Some files and folders from inside the “assets” folder are not included, according to these patterns:

  • !assets/cdn/**
  • !assets/**/*.js.map
  • !assets/jspm_packages/**

All these paths are defined at: stencil-cli/lib/stencil-bundle.js ›

Before actually “building” the remaining of the output, two tasks are performed:

  • Theme validation: it checks for required files (schema.json, config.json, etc), checks the size of the theme, checks the size of each individual image file (there is a limit!), and a bunch of other things.
  • ESLint: it runs JavaScript linting using “ESLint”; the lint configuration is taken from the theme itself (.eslintrc and .eslintignore files)

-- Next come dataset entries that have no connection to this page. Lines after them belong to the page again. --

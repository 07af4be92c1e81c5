use serde::{Deserialize, Serialize};
use std::collections::HashSet;
use std::fmt;

use crate::constants::{FULL_TURN_DEG, MAP_MAX, MAP_MIN};

/// Integer grid cell on the map
#[derive(Debug, Clone, Copy, PartialEq, Eq, Hash, PartialOrd, Ord, Serialize, Deserialize)]
pub struct Coordinate {
    pub x: i32,
    pub y: i32,
}

impl Coordinate {
    pub const fn new(x: i32, y: i32) -> Self {
        Self { x, y }
    }

    /// Squared Euclidean distance, exact for the whole map range
    #[inline]
    pub fn distance_sq(&self, other: &Coordinate) -> i64 {
        let dx = self.x as i64 - other.x as i64;
        let dy = self.y as i64 - other.y as i64;
        dx * dx + dy * dy
    }

    #[inline]
    pub fn distance(&self, other: &Coordinate) -> f64 {
        (self.distance_sq(other) as f64).sqrt()
    }
}

impl From<(i32, i32)> for Coordinate {
    fn from((x, y): (i32, i32)) -> Self {
        Self { x, y }
    }
}

impl fmt::Display for Coordinate {
    fn fmt(&self, f: &mut fmt::Formatter<'_>) -> fmt::Result {
        write!(f, "({}, {})", self.x, self.y)
    }
}

/// Axis-aligned rectangle, inclusive on all four edges
#[derive(Debug, Clone, Copy, PartialEq, Eq, Serialize, Deserialize)]
pub struct Extent {
    pub min_x: i32,
    pub min_y: i32,
    pub max_x: i32,
    pub max_y: i32,
}

/// The whole map, `[0, 4096]` on each axis
pub const MAP_EXTENT: Extent = Extent {
    min_x: MAP_MIN,
    min_y: MAP_MIN,
    max_x: MAP_MAX,
    max_y: MAP_MAX,
};

impl Extent {
    pub const fn new(min_x: i32, min_y: i32, max_x: i32, max_y: i32) -> Self {
        Self {
            min_x,
            min_y,
            max_x,
            max_y,
        }
    }

    /// Square of half-width `radius` around `center`
    pub fn around(center: Coordinate, radius: u32) -> Self {
        let r = i32::try_from(radius).unwrap_or(i32::MAX);
        Self::new(
            center.x.saturating_sub(r),
            center.y.saturating_sub(r),
            center.x.saturating_add(r),
            center.y.saturating_add(r),
        )
    }

    #[inline]
    pub fn contains(&self, p: &Coordinate) -> bool {
        p.x >= self.min_x && p.x <= self.max_x && p.y >= self.min_y && p.y <= self.max_y
    }

    /// Overlap of two extents, `None` when they are disjoint
    pub fn intersect(&self, other: &Extent) -> Option<Extent> {
        let e = Extent::new(
            self.min_x.max(other.min_x),
            self.min_y.max(other.min_y),
            self.max_x.min(other.max_x),
            self.max_y.min(other.max_y),
        );
        (e.min_x <= e.max_x && e.min_y <= e.max_y).then_some(e)
    }

    pub fn width(&self) -> u32 {
        (self.max_x as i64 - self.min_x as i64 + 1).max(0) as u32
    }

    pub fn height(&self) -> u32 {
        (self.max_y as i64 - self.min_y as i64 + 1).max(0) as u32
    }
}

/// Angular sector seen from a center, in degrees `[0, 360)`.
///
/// `min_deg >= max_deg` means the sector runs through the 0/360 seam.
#[derive(Debug, Clone, Copy, PartialEq, Serialize, Deserialize)]
pub struct Wedge {
    pub min_deg: f64,
    pub max_deg: f64,
}

impl Wedge {
    pub const fn new(min_deg: f64, max_deg: f64) -> Self {
        Self { min_deg, max_deg }
    }

    pub fn crosses_seam(&self) -> bool {
        self.min_deg >= self.max_deg
    }

    /// Both edges are inclusive.
    #[inline]
    pub fn contains_angle(&self, angle_deg: f64) -> bool {
        if self.crosses_seam() {
            angle_deg >= self.min_deg || angle_deg <= self.max_deg
        } else {
            angle_deg >= self.min_deg && angle_deg <= self.max_deg
        }
    }

    /// Angular width, seam-aware
    pub fn span_deg(&self) -> f64 {
        if self.crosses_seam() {
            FULL_TURN_DEG - self.min_deg + self.max_deg
        } else {
            self.max_deg - self.min_deg
        }
    }
}

impl fmt::Display for Wedge {
    fn fmt(&self, f: &mut fmt::Formatter<'_>) -> fmt::Result {
        write!(f, "[{:.1}°, {:.1}°]", self.min_deg, self.max_deg)
    }
}

/// Unique coordinates still consistent with the clues.
///
/// Keeps the order the points were produced in so repeated renders of the
/// same computation are stable. Membership is what matters.
#[derive(Debug, Clone, Default, PartialEq, Eq, Serialize, Deserialize)]
pub struct CandidateSet {
    points: Vec<Coordinate>,
}

impl CandidateSet {
    pub fn new() -> Self {
        Self::default()
    }

    /// Caller guarantees `points` has no duplicates.
    pub(crate) fn from_unique(points: Vec<Coordinate>) -> Self {
        Self { points }
    }

    pub fn len(&self) -> usize {
        self.points.len()
    }

    pub fn is_empty(&self) -> bool {
        self.points.is_empty()
    }

    pub fn iter(&self) -> std::slice::Iter<'_, Coordinate> {
        self.points.iter()
    }

    pub fn as_slice(&self) -> &[Coordinate] {
        &self.points
    }

    /// Linear scan; build a `HashSet` via [`CandidateSet::to_hash_set`] for bulk lookups
    pub fn contains(&self, p: &Coordinate) -> bool {
        self.points.contains(p)
    }

    pub fn to_hash_set(&self) -> HashSet<Coordinate> {
        self.points.iter().copied().collect()
    }

    /// Order-preserving in-place filter
    pub fn retain<F>(&mut self, keep: F)
    where
        F: FnMut(&Coordinate) -> bool,
    {
        self.points.retain(keep);
    }

    pub fn is_subset_of(&self, other: &CandidateSet) -> bool {
        let other = other.to_hash_set();
        self.points.iter().all(|p| other.contains(p))
    }

    /// Smallest extent holding every point, `None` for an empty set
    pub fn bounding_extent(&self) -> Option<Extent> {
        let first = self.points.first()?;
        let init = Extent::new(first.x, first.y, first.x, first.y);
        Some(self.points.iter().fold(init, |e, p| {
            Extent::new(
                e.min_x.min(p.x),
                e.min_y.min(p.y),
                e.max_x.max(p.x),
                e.max_y.max(p.y),
            )
        }))
    }

    /// Mean position, rounded to the nearest cell
    pub fn centroid(&self) -> Option<Coordinate> {
        if self.points.is_empty() {
            return None;
        }
        let n = self.points.len() as f64;
        let (sx, sy) = self
            .points
            .iter()
            .fold((0.0_f64, 0.0_f64), |(sx, sy), p| (sx + p.x as f64, sy + p.y as f64));
        Some(Coordinate::new((sx / n).round() as i32, (sy / n).round() as i32))
    }
}

impl FromIterator<Coordinate> for CandidateSet {
    /// Drops repeated coordinates, first occurrence wins.
    fn from_iter<I: IntoIterator<Item = Coordinate>>(iter: I) -> Self {
        let mut seen = HashSet::new();
        let points = iter.into_iter().filter(|p| seen.insert(*p)).collect();
        Self { points }
    }
}

impl IntoIterator for CandidateSet {
    type Item = Coordinate;
    type IntoIter = std::vec::IntoIter<Coordinate>;

    fn into_iter(self) -> Self::IntoIter {
        self.points.into_iter()
    }
}

impl<'a> IntoIterator for &'a CandidateSet {
    type Item = &'a Coordinate;
    type IntoIter = std::slice::Iter<'a, Coordinate>;

    fn into_iter(self) -> Self::IntoIter {
        self.points.iter()
    }
}

#[cfg(test)]
mod tests {
    use super::*;

    #[test]
    fn test_from_iter_drops_duplicates_keeps_order() {
        let set: CandidateSet = [(3, 3), (1, 1), (3, 3), (2, 2), (1, 1)]
            .into_iter()
            .map(Coordinate::from)
            .collect();
        assert_eq!(
            set.as_slice(),
            &[
                Coordinate::new(3, 3),
                Coordinate::new(1, 1),
                Coordinate::new(2, 2)
            ]
        );
    }

    #[test]
    fn test_wedge_contains_angle_inclusive_edges() {
        let w = Wedge::new(0.0, 45.0);
        assert!(w.contains_angle(0.0));
        assert!(w.contains_angle(45.0));
        assert!(!w.contains_angle(45.5));
        assert!(!w.crosses_seam());
    }

    #[test]
    fn test_wedge_across_seam() {
        let w = Wedge::new(350.0, 10.0);
        assert!(w.crosses_seam());
        assert!(w.contains_angle(0.0));
        assert!(w.contains_angle(355.0));
        assert!(w.contains_angle(10.0));
        assert!(!w.contains_angle(180.0));
        assert_eq!(w.span_deg(), 20.0);
    }

    #[test]
    fn test_extent_intersect() {
        let a = Extent::new(0, 0, 10, 10);
        let b = Extent::new(5, -5, 20, 7);
        assert_eq!(a.intersect(&b), Some(Extent::new(5, 0, 10, 7)));
        assert_eq!(a.intersect(&Extent::new(11, 0, 12, 3)), None);
        assert_eq!(Extent::new(5, 0, 10, 7).width(), 6);
    }

    #[test]
    fn test_bounding_extent_and_centroid() {
        let set: CandidateSet = [(1, 5), (3, 1), (2, 3)]
            .into_iter()
            .map(Coordinate::from)
            .collect();
        assert_eq!(set.bounding_extent(), Some(Extent::new(1, 1, 3, 5)));
        assert_eq!(set.centroid(), Some(Coordinate::new(2, 3)));

        let empty = CandidateSet::new();
        assert_eq!(empty.bounding_extent(), None);
        assert_eq!(empty.centroid(), None);
    }

    #[test]
    fn test_map_extent_is_inclusive() {
        assert!(MAP_EXTENT.contains(&Coordinate::new(4096, 4096)));
        assert!(MAP_EXTENT.contains(&Coordinate::new(0, 0)));
        assert!(!MAP_EXTENT.contains(&Coordinate::new(-1, 0)));
        assert!(!MAP_EXTENT.contains(&Coordinate::new(0, 4097)));
    }
}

These happen at: stencil-cli/lib/bundle-validator.js ›

After passing in these two validations, the core of the build begins.

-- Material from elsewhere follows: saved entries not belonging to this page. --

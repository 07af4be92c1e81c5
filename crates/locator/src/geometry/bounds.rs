use super::types::{CandidateSet, MAP_EXTENT};

/// Keep only the points on the map, `0 <= x, y <= 4096`.
pub fn clip_to_map(mut points: CandidateSet) -> CandidateSet {
    points.retain(|p| MAP_EXTENT.contains(p));
    points
}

The build is done through five tasks:

  1. SCSS Parsing
  2. Template Parsing
  3. Language Files Parsing
  4. Theme Schema File Building
  5. “Theme task”

What happens in each step:

  • Brings all from “assets/scss/*.scss” into “parsed/scss/*.json” (theme, checkout, optimized-checkout, invoice, maintenance)
  • Brings all from “templates/**/*.html” into “parsed/templates/{md5(*)}.json” (currently 229 template files; they appear listed at manifest.json)
  • Brings all from “lang/*.json” into a single file: “parsed/lang.json” (includes “en”)
  • Transforms indented “schema.json” into one-liner “schema.json
  • Brings “assets/js/app.js” to “assets/dist/theme-bundle.main.js” + chunks, through Webpack.

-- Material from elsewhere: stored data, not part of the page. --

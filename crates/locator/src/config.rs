use crate::{
    constants::ENV_OUTPUT_DIR,
    error::{LocatorError, Result},
};
use image::Rgb;
use serde::{Deserialize, Serialize};
use std::{
    env,
    path::{Path, PathBuf},
};

/// Main settings, read from TOML
#[derive(Debug, Clone, Default, Deserialize, Serialize)]
#[serde(default)]
pub struct Config {
    pub output: OutputConfig,
    pub render: RenderConfig,
}

#[derive(Debug, Clone, Deserialize, Serialize)]
#[serde(default)]
pub struct OutputConfig {
    pub dir: PathBuf,
    pub write_csv: bool,
    pub write_png: bool,
    pub write_summary: bool,
}

impl Default for OutputConfig {
    fn default() -> Self {
        Self {
            dir: PathBuf::from("out"),
            write_csv: true,
            write_png: true,
            write_summary: true,
        }
    }
}

#[derive(Debug, Clone, Deserialize, Serialize)]
#[serde(default)]
pub struct RenderConfig {
    /// Side length of the square output image [px]
    pub size_px: u32,
    /// Optional background, stretched over the whole map
    pub map_image: Option<PathBuf>,
    pub candidate_color: String,
    pub center_color: String,
}

impl Default for RenderConfig {
    fn default() -> Self {
        Self {
            size_px: 1024,
            map_image: None,
            candidate_color: "#FF999C".to_string(),
            center_color: "#0064FF".to_string(),
        }
    }
}

impl RenderConfig {
    pub fn candidate_rgb(&self) -> Result<Rgb<u8>> {
        parse_hex_color(&self.candidate_color)
    }

    pub fn center_rgb(&self) -> Result<Rgb<u8>> {
        parse_hex_color(&self.center_color)
    }
}

impl Config {
    /// Load from a TOML file and validate. Missing keys take their defaults.
    pub fn load_from_file<P: AsRef<Path>>(path: P) -> Result<Self> {
        let path = path.as_ref();
        let content = std::fs::read_to_string(path).map_err(|e| {
            LocatorError::Config(format!(
                "Failed to read config file '{}': {}",
                path.display(),
                e
            ))
        })?;

        let config: Config = toml::from_str(&content).map_err(|e| {
            LocatorError::Config(format!(
                "Failed to parse config file '{}': {}",
                path.display(),
                e
            ))
        })?;

        config.validate()?;
        Ok(config)
    }

    /// `LOCATOR_OUTPUT_DIR` replaces `output.dir` when set and non-blank
    pub fn apply_env(&mut self) -> Result<()> {
        if let Ok(output_dir) = env::var(ENV_OUTPUT_DIR)
            && !output_dir.trim().is_empty()
        {
            let path = PathBuf::from(output_dir);

            // If the path already exists but is not a directory, reject early.
            if path.exists() && !path.is_dir() {
                return Err(LocatorError::Config(format!(
                    "Output path is not a directory: {}",
                    path.display()
                )));
            }
            self.output.dir = path;
        }
        Ok(())
    }

    pub fn validate(&self) -> Result<()> {
        if self.render.size_px == 0 || self.render.size_px > 8192 {
            return Err(LocatorError::Config(format!(
                "render.size_px must be between 1 and 8192, got {}",
                self.render.size_px
            )));
        }

        self.render.candidate_rgb()?;
        self.render.center_rgb()?;

        if let Some(map) = &self.render.map_image
            && !map.is_file()
        {
            return Err(LocatorError::Config(format!(
                "render.map_image does not exist: {}",
                map.display()
            )));
        }

        if self.output.dir.as_os_str().is_empty() {
            return Err(LocatorError::Config("output.dir cannot be empty".to_string()));
        }

        Ok(())
    }
}

/// `#RRGGBB` (leading `#` optional)
pub fn parse_hex_color(s: &str) -> Result<Rgb<u8>> {
    let hex = s.trim().trim_start_matches('#');
    if hex.len() != 6 || !hex.is_ascii() {
        return Err(LocatorError::Color(s.to_string()));
    }
    let channel = |i: usize| {
        u8::from_str_radix(&hex[i..i + 2], 16).map_err(|_| LocatorError::Color(s.to_string()))
    };
    Ok(Rgb([channel(0)?, channel(2)?, channel(4)?]))
}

There are a few details worth mentioning:

  • Tasks from 1 to 4 (almost all tasks), including the “SCSS parsing”, are done by Stencil; the theme itself does not play a role here, except of providing the source files.
  • Surprisingly, the SCSS source is uploaded to BigCommerce uncompiled. Like in Shopify, the SCSS is compiled server-side by BigCommerce store.
  • Stencil does compile SCSS to provide the local development functionality. These locally compiled styles serve only for local development. They are not included in the zip!
  • In the other hand, except by running ESLint before the build begins, Stencil does not do anything by itself to deal with JavaScript assets!
  • At the “Theme task”, Stencil forks a worker process to run theme’s “stencil.conf.js”, and sends a “production” message to it.
  • At the theme’s “stencil.conf.js”, there is a “process message listener”, which runs Webpack when the “production” message arrives.
  • The main point here is: the bundling of the JavaScript assets is completely — 100% — determined by code in the theme. It is up to the theme to do (or don’t do) anything (or nothing). As explained above, Stencil only provides a hook, and does nothing else. It provides a specific hook: a “production” message sent to “stencil.conf.js”.
  • Cornerstone’s “stencil.conf.js” reads Webpack configuration and runs it to bundle the JS assets (when “production” message arrives).
  • It is at Cornerstone’s Webpack configuration which “assets/js/app.js” is defined as entry point, and “assets/dist/theme-bundle.main.js” as the output file. Chunks are also saved in the same “assets/dist” folder. It’s worth looking at “webpack.config.js” for more details.

There is a sixth task which runs after the previous five have been completed:

Manifest File Building

It generates a “manifest.json” file with two “mappings”:

  • One specifying which “regions” are using which templates
  • A listing of all template file paths

The current Cornerstone theme has 229 template files.